Supplied data.
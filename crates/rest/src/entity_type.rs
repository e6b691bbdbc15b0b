//! Runtime descriptors for the types that flow through converters and route arguments.

use std::any::{TypeId, type_name};
use std::fmt;
use std::hash::{Hash, Hasher};

/// Identifies a raw Rust type. Equality and hashing only use the [`TypeId`]; the name is
/// kept for diagnostics.
#[derive(Debug, Clone, Copy)]
pub struct TypeKey {
    id: TypeId,
    name: &'static str,
}

impl TypeKey {
    pub fn of<T: 'static>() -> Self {
        Self { id: TypeId::of::<T>(), name: short_name(type_name::<T>()) }
    }

    #[inline]
    pub fn id(&self) -> TypeId {
        self.id
    }

    #[inline]
    pub fn name(&self) -> &'static str {
        self.name
    }
}

impl PartialEq for TypeKey {
    fn eq(&self, other: &Self) -> bool {
        self.id == other.id
    }
}

impl Eq for TypeKey {}

impl Hash for TypeKey {
    fn hash<H: Hasher>(&self, state: &mut H) {
        self.id.hash(state);
    }
}

impl fmt::Display for TypeKey {
    fn fmt(&self, f: &mut fmt::Formatter<'_>) -> fmt::Result {
        f.write_str(self.name)
    }
}

/// A raw type together with its ordered type arguments, e.g. `Tuple3<i64, String, bool>`.
///
/// Converters are keyed by the raw type only; the arguments are handed to the converter so
/// that it can resolve converters for nested components.
#[derive(Debug, Clone, PartialEq, Eq, Hash)]
pub struct EntityType {
    raw: TypeKey,
    arguments: Vec<EntityType>,
}

impl EntityType {
    /// A non-generic entity type.
    pub fn of<T: 'static>() -> Self {
        Self { raw: TypeKey::of::<T>(), arguments: Vec::new() }
    }

    pub fn generic<T: 'static>(arguments: impl IntoIterator<Item = EntityType>) -> Self {
        Self { raw: TypeKey::of::<T>(), arguments: arguments.into_iter().collect() }
    }

    #[inline]
    pub fn raw(&self) -> TypeKey {
        self.raw
    }

    #[inline]
    pub fn arguments(&self) -> &[EntityType] {
        &self.arguments
    }

    pub fn argument(&self, index: usize) -> Option<&EntityType> {
        self.arguments.get(index)
    }

    #[inline]
    pub fn is_generic(&self) -> bool {
        !self.arguments.is_empty()
    }
}

impl From<TypeKey> for EntityType {
    fn from(raw: TypeKey) -> Self {
        Self { raw, arguments: Vec::new() }
    }
}

impl fmt::Display for EntityType {
    fn fmt(&self, f: &mut fmt::Formatter<'_>) -> fmt::Result {
        write!(f, "{}", self.raw)?;
        if let Some((first, rest)) = self.arguments.split_first() {
            write!(f, "<{first}")?;
            for argument in rest {
                write!(f, ", {argument}")?;
            }
            f.write_str(">")?;
        }
        Ok(())
    }
}

/// Strips the module path of non-generic names: `alloc::string::String` becomes `String`.
fn short_name(full: &'static str) -> &'static str {
    if full.contains('<') {
        return full;
    }
    full.rsplit("::").next().unwrap_or(full)
}

#[cfg(test)]
mod tests {
    use super::*;
    use std::collections::HashMap;

    struct Tuple<A, B>(A, B);

    #[test]
    fn test_type_key_identity() {
        assert_eq!(TypeKey::of::<String>(), TypeKey::of::<String>());
        assert_ne!(TypeKey::of::<String>(), TypeKey::of::<&'static str>());
        assert_eq!(TypeKey::of::<String>().name(), "String");
        assert_eq!(TypeKey::of::<i64>().to_string(), "i64");
    }

    #[test]
    fn test_generic_display() {
        let entity = EntityType::generic::<Tuple<(), ()>>([EntityType::of::<i64>(), EntityType::of::<String>()]);
        assert!(entity.is_generic());
        assert_eq!(entity.argument(1), Some(&EntityType::of::<String>()));
        assert!(entity.argument(2).is_none());
        assert!(entity.to_string().ends_with("<i64, String>"));
    }

    #[test]
    fn test_entity_type_as_map_key() {
        let mut map = HashMap::new();
        map.insert(EntityType::of::<u32>(), "u32");
        map.insert(EntityType::generic::<Vec<u8>>([EntityType::of::<u8>()]), "bytes");

        assert_eq!(map.get(&EntityType::of::<u32>()), Some(&"u32"));
        assert_eq!(map.get(&EntityType::generic::<Vec<u8>>([EntityType::of::<u8>()])), Some(&"bytes"));
        assert!(!map.contains_key(&EntityType::of::<Vec<u8>>()));
    }
}
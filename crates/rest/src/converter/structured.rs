use crate::converter::{Accepts, ConversionContext, Converter, Entity, FormatId, Representation, downcast_entity};
use crate::entity_type::{EntityType, TypeKey};
use crate::error::ConversionError;
use crate::media_type::MediaType;
use serde::Serialize;
use serde::de::DeserializeOwned;
use std::any::{Any, type_name};
use std::fmt;
use std::marker::PhantomData;

/// Converts a serde type to and from a JSON object tree.
pub struct JsonConverter<T> {
    accepts: Accepts,
    _marker: PhantomData<fn() -> T>,
}

impl<T> JsonConverter<T> {
    /// Accepts `application/json`.
    pub fn new() -> Self {
        Self::with_accepts(Accepts::single(MediaType::new(mime::APPLICATION_JSON)))
    }

    pub fn with_accepts(accepts: Accepts) -> Self {
        Self { accepts, _marker: PhantomData }
    }
}

impl<T> fmt::Debug for JsonConverter<T> {
    fn fmt(&self, f: &mut fmt::Formatter<'_>) -> fmt::Result {
        f.debug_struct("JsonConverter").field("entity_type", &type_name::<T>()).field("accepts", &self.accepts).finish()
    }
}

impl<T> Default for JsonConverter<T> {
    fn default() -> Self {
        Self::new()
    }
}

impl<T> Converter for JsonConverter<T>
where
    T: Serialize + DeserializeOwned + Send + Sync + 'static,
{
    fn entity_type(&self) -> TypeKey {
        TypeKey::of::<T>()
    }

    fn format(&self) -> FormatId {
        FormatId::OBJECT
    }

    fn accepts(&self) -> &Accepts {
        &self.accepts
    }

    fn to_representation(
        &self,
        entity: &dyn Any,
        _context: &ConversionContext<'_>,
        _type_arguments: &[EntityType],
    ) -> Result<Representation, ConversionError> {
        let entity = downcast_entity::<T>(entity)?;
        let value = serde_json::to_value(entity).map_err(|e| ConversionError::malformed(type_name::<T>(), e))?;
        Ok(Representation::Object(value))
    }

    fn from_representation(
        &self,
        representation: Representation,
        _context: &ConversionContext<'_>,
        _type_arguments: &[EntityType],
    ) -> Result<Entity, ConversionError> {
        let value = representation.into_object()?;
        let entity = serde_json::from_value::<T>(value).map_err(|e| ConversionError::malformed(type_name::<T>(), e))?;
        Ok(Box::new(entity))
    }
}

/// Converts a flat serde type to and from `application/x-www-form-urlencoded` pairs.
pub struct FormConverter<T> {
    accepts: Accepts,
    _marker: PhantomData<fn() -> T>,
}

impl<T> FormConverter<T> {
    /// Accepts `application/x-www-form-urlencoded`.
    pub fn new() -> Self {
        Self::with_accepts(Accepts::single(MediaType::new(mime::APPLICATION_WWW_FORM_URLENCODED)))
    }

    pub fn with_accepts(accepts: Accepts) -> Self {
        Self { accepts, _marker: PhantomData }
    }
}

impl<T> fmt::Debug for FormConverter<T> {
    fn fmt(&self, f: &mut fmt::Formatter<'_>) -> fmt::Result {
        f.debug_struct("FormConverter").field("entity_type", &type_name::<T>()).field("accepts", &self.accepts).finish()
    }
}

impl<T> Default for FormConverter<T> {
    fn default() -> Self {
        Self::new()
    }
}

impl<T> Converter for FormConverter<T>
where
    T: Serialize + DeserializeOwned + Send + Sync + 'static,
{
    fn entity_type(&self) -> TypeKey {
        TypeKey::of::<T>()
    }

    fn format(&self) -> FormatId {
        FormatId::FORM
    }

    fn accepts(&self) -> &Accepts {
        &self.accepts
    }

    fn to_representation(
        &self,
        entity: &dyn Any,
        _context: &ConversionContext<'_>,
        _type_arguments: &[EntityType],
    ) -> Result<Representation, ConversionError> {
        let entity = downcast_entity::<T>(entity)?;
        to_pairs(entity).map(Representation::Form)
    }

    fn from_representation(
        &self,
        representation: Representation,
        _context: &ConversionContext<'_>,
        _type_arguments: &[EntityType],
    ) -> Result<Entity, ConversionError> {
        let entity = from_pairs::<T>(&representation.into_form()?)?;
        Ok(Box::new(entity))
    }
}

/// Flattens a serde struct into name/value pairs the way a urlencoded form carries them.
pub(crate) fn to_pairs<T: Serialize>(entity: &T) -> Result<Vec<(String, String)>, ConversionError> {
    let encoded = serde_urlencoded::to_string(entity).map_err(|e| ConversionError::malformed(type_name::<T>(), e))?;
    serde_urlencoded::from_str::<Vec<(String, String)>>(&encoded).map_err(|e| ConversionError::malformed(type_name::<T>(), e))
}

pub(crate) fn from_pairs<T: DeserializeOwned>(pairs: &[(String, String)]) -> Result<T, ConversionError> {
    let encoded = serde_urlencoded::to_string(pairs).map_err(|e| ConversionError::malformed("form pairs", e))?;
    serde_urlencoded::from_str::<T>(&encoded).map_err(|e| ConversionError::malformed(type_name::<T>(), e))
}

#[cfg(test)]
mod tests {
    use super::*;
    use crate::converter::ConverterRegistry;
    use crate::router::Arguments;
    use serde::Deserialize;
    use serde_json::json;

    #[derive(Debug, PartialEq, Serialize, Deserialize)]
    struct User {
        name: String,
        age: u32,
    }

    fn jane() -> User {
        User { name: "jane".into(), age: 42 }
    }

    #[test]
    fn test_json_converter() {
        let registry = ConverterRegistry::builder().with_default_formats().unwrap().build();
        let media_type = MediaType::new(mime::APPLICATION_JSON);
        let context = ConversionContext::new(&registry, &media_type, FormatId::OBJECT, Arguments::empty());
        let converter = JsonConverter::<User>::new();

        let representation = converter.to_representation(&jane(), &context, &[]).unwrap();
        assert_eq!(representation, Representation::Object(json!({"name": "jane", "age": 42})));

        let entity = converter.from_representation(representation, &context, &[]).unwrap();
        assert_eq!(entity.downcast_ref::<User>(), Some(&jane()));

        let error = converter.from_representation(Representation::Object(json!({"name": 1})), &context, &[]);
        assert!(matches!(error, Err(ConversionError::Malformed { .. })));
    }

    #[test]
    fn test_form_converter() {
        let registry = ConverterRegistry::builder().with_default_formats().unwrap().build();
        let media_type = MediaType::new(mime::APPLICATION_WWW_FORM_URLENCODED);
        let context = ConversionContext::new(&registry, &media_type, FormatId::FORM, Arguments::empty());
        let converter = FormConverter::<User>::new();

        let representation = converter.to_representation(&jane(), &context, &[]).unwrap();
        assert_eq!(representation, Representation::Form(vec![("name".into(), "jane".into()), ("age".into(), "42".into())]));

        let entity = converter.from_representation(representation, &context, &[]).unwrap();
        assert_eq!(entity.downcast_ref::<User>(), Some(&jane()));

        let error = converter.from_representation(Representation::Form(vec![("name".into(), "x".into())]), &context, &[]);
        assert!(matches!(error, Err(ConversionError::Malformed { .. })));
    }
}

Description of the task. Consider the entries above and return each line with the string "Clone".

Solved problem.
#[derive(Debug, Clone, Copy)]
#[derive(Debug, Clone, PartialEq, Eq, Hash)]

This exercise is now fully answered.